### ACTION ITEM
Look through the records below for the line with "use crate::state::AppState;". Return that line and each one after it up to and including the line with "#[instrument(skip(state))]", exactly.

BEGIN

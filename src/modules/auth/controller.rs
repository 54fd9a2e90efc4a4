use axum::{Json, extract::State};
use tracing::instrument;
use utoipa::ToSchema;

use schoolbase_core::AppError;
use schoolbase_models::UserWithRoles;

use super::model::{LoginRequest, LoginResponse};
use super::service::AuthService;
use crate::middleware::auth::AuthUser;
use crate::state::AppState;
use crate::validator::ValidatedJson;

#[derive(ToSchema)]
pub struct ErrorResponse {
    pub error: String,
}

/// Login with email and password
#[utoipa::path(
    post,
    path = "/api/auth/login",
    request_body = LoginRequest,
    responses(
        (status = 200, description = "Login successful", body = LoginResponse),
        (status = 400, description = "Bad request", body = ErrorResponse),
        (status = 401, description = "Invalid credentials or deactivated account", body = ErrorResponse),
        (status = 422, description = "Validation error", body = ErrorResponse),
        (status = 500, description = "Internal server error", body = ErrorResponse)
    ),
    tag = "Authentication"
)]
#[instrument(skip(state, dto))]
pub async fn login_user(
    State(state): State<AppState>,
    ValidatedJson(dto): ValidatedJson<LoginRequest>,
) -> Result<Json<LoginResponse>, AppError> {
    let response = AuthService::login_user(&state.db, &state.jwt_config, dto).await?;
    Ok(Json(response))
}

/// Current user with roles
#[utoipa::path(
    get,
    path = "/api/auth/me",
    responses(
        (status = 200, description = "Current user", body = UserWithRoles),
        (status = 401, description = "Unauthorized", body = ErrorResponse),
        (status = 404, description = "User no longer exists", body = ErrorResponse)
    ),
    security(
        ("bearer_auth" = [])
    ),
    tag = "Authentication"
)]
#[instrument(skip(state))]
pub async fn get_me(
    State(state): State<AppState>,
    auth_user: AuthUser,
) -> Result<Json<UserWithRoles>, AppError> {
    let user = AuthService::current_user(&state.db, auth_user.user_id()?).await?;
    Ok(Json(user))
}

END

### TASK ANSWER
use crate::state::AppState;
use crate::validator::ValidatedJson;

#[derive(ToSchema)]
pub struct ErrorResponse {
    pub error: String,
}

/// Login with email and password
#[utoipa::path(
    post,
    path = "/api/auth/login",
    request_body = LoginRequest,
    responses(
        (status = 200, description = "Login successful", body = LoginResponse),
        (status = 400, description = "Bad request", body = ErrorResponse),
        (status = 401, description = "Invalid credentials or deactivated account", body = ErrorResponse),
        (status = 422, description = "Validation error", body = ErrorResponse),
        (status = 500, description = "Internal server error", body = ErrorResponse)
    ),
    tag = "Authentication"
)]
#[instrument(skip(state, dto))]
pub async fn login_user(
    State(state): State<AppState>,
    ValidatedJson(dto): ValidatedJson<LoginRequest>,
) -> Result<Json<LoginResponse>, AppError> {
    let response = AuthService::login_user(&state.db, &state.jwt_config, dto).await?;
    Ok(Json(response))
}

/// Current user with roles
#[utoipa::path(
    get,
    path = "/api/auth/me",
    responses(
        (status = 200, description = "Current user", body = UserWithRoles),
        (status = 401, description = "Unauthorized", body = ErrorResponse),
        (status = 404, description = "User no longer exists", body = ErrorResponse)
    ),
    security(
        ("bearer_auth" = [])
    ),
    tag = "Authentication"
)]
#[instrument(skip(state))]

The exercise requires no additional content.